This study addresses the limitations of traditional stopwatch-based gait speed assessment in older adults—namely, poor scalability, infrequent measurement, and reliance on manual observation—which hinder its utility for routine health monitoring. The authors present the first application of passive ultra-high-frequency (UHF) RFID technology to gait speed estimation in elderly populations, proposing a real-time method that leverages dual-antenna received signal strength indicator (RSSI) data and an edge-based peak detection algorithm. By modeling antenna beam symmetry and employing asymmetric signal processing, the approach significantly enhances noise resilience and robustness without requiring video, biometric sensors, or battery-powered devices. Evaluated across three clinical sites with 966 trials, the system achieved an 87.7% success rate and a mean absolute error of only 0.064 m/s, demonstrating clinically acceptable accuracy.

Gait speed is a widely used indicator of functional health and mobility decline, yet in clinical practice it is commonly measured manually using a stopwatch, which limits scalability and measurement frequency.
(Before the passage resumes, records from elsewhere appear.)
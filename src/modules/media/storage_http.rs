use reqwest::{header, Client};

use crate::{api::error, modules::media::storage::BlobStore};

/// Client for an HTTP object-storage API laid out as
/// `{base}/storage/v1/object/{bucket}/{name}` with public reads under
/// `{base}/storage/v1/object/public/{bucket}/{name}`.
#[derive(Debug, Clone)]
pub struct StorageHttp {
    http_client: Client,
    base_url: String,
    api_key: String,
    bucket: String,
}

impl StorageHttp {
    pub fn new(base_url: &str, api_key: &str, bucket: &str) -> Self {
        Self::with_client(Client::new(), base_url, api_key, bucket)
    }

    pub fn with_client(http_client: Client, base_url: &str, api_key: &str, bucket: &str) -> Self {
        Self {
            http_client,
            base_url: base_url.trim_end_matches('/').to_string(),
            api_key: api_key.to_string(),
            bucket: bucket.to_string(),
        }
    }

    fn object_url(&self, name: &str) -> String {
        format!("{}/storage/v1/object/{}/{}", self.base_url, self.bucket, name)
    }
}

#[async_trait::async_trait]
impl BlobStore for StorageHttp {
    async fn put(
        &self,
        name: &str,
        bytes: &[u8],
        content_type: &str,
    ) -> Result<(), error::SystemError> {
        let response = self
            .http_client
            .post(self.object_url(name))
            .header(header::AUTHORIZATION, format!("Bearer {}", self.api_key))
            .header("apikey", &self.api_key)
            .header(header::CONTENT_TYPE, content_type)
            .header(header::CACHE_CONTROL, "max-age=3600")
            .header("x-upsert", "false")
            .body(bytes.to_vec())
            .send()
            .await?;

        let status = response.status();
        if !status.is_success() {
            let message = response.text().await.unwrap_or_else(|_| "Unknown error".to_string());
            tracing::error!(object = name, status = status.as_u16(), "Object upload rejected");
            return Err(error::SystemError::Storage { status: status.as_u16(), message });
        }

        tracing::debug!(object = name, size = bytes.len(), "Object stored");
        Ok(())
    }

    fn public_url(&self, name: &str) -> String {
        format!("{}/storage/v1/object/public/{}/{}", self.base_url, self.bucket, name)
    }
}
Privacy-preserving and maintenance-free sensing approaches can enable more routine and less burdensome assessments in real-world care settings. This paper presents the design, implementation, and real-world deployment of a fully passive, battery-free gait-speed monitoring system based on ultra-high-frequency (UHF) RFID. Compared with camera- and wearable-based approaches, the proposed system preserves patient privacy by avoiding video capture and biometric data, while eliminating battery maintenance. The system employs a dual-antenna configuration and an edge-based peak-detection algorithm to estimate gait speed in real time from received signal strength indicator (RSSI) streams. By leveraging antenna-beam symmetry and asymmetric signal processing, the method improves robustness to noise, plateau regions, and multiple local maxima. We evaluate the system during routine outpatient care across three clinical sites using 966 trials, achieving an 87.7% measurement success rate. Compared with concurrent stopwatch timing, the system attains a mean absolute error of 0.064 $m/s$, demonstrating reliable operation with accuracy suitable for clinical gait-speed assessment.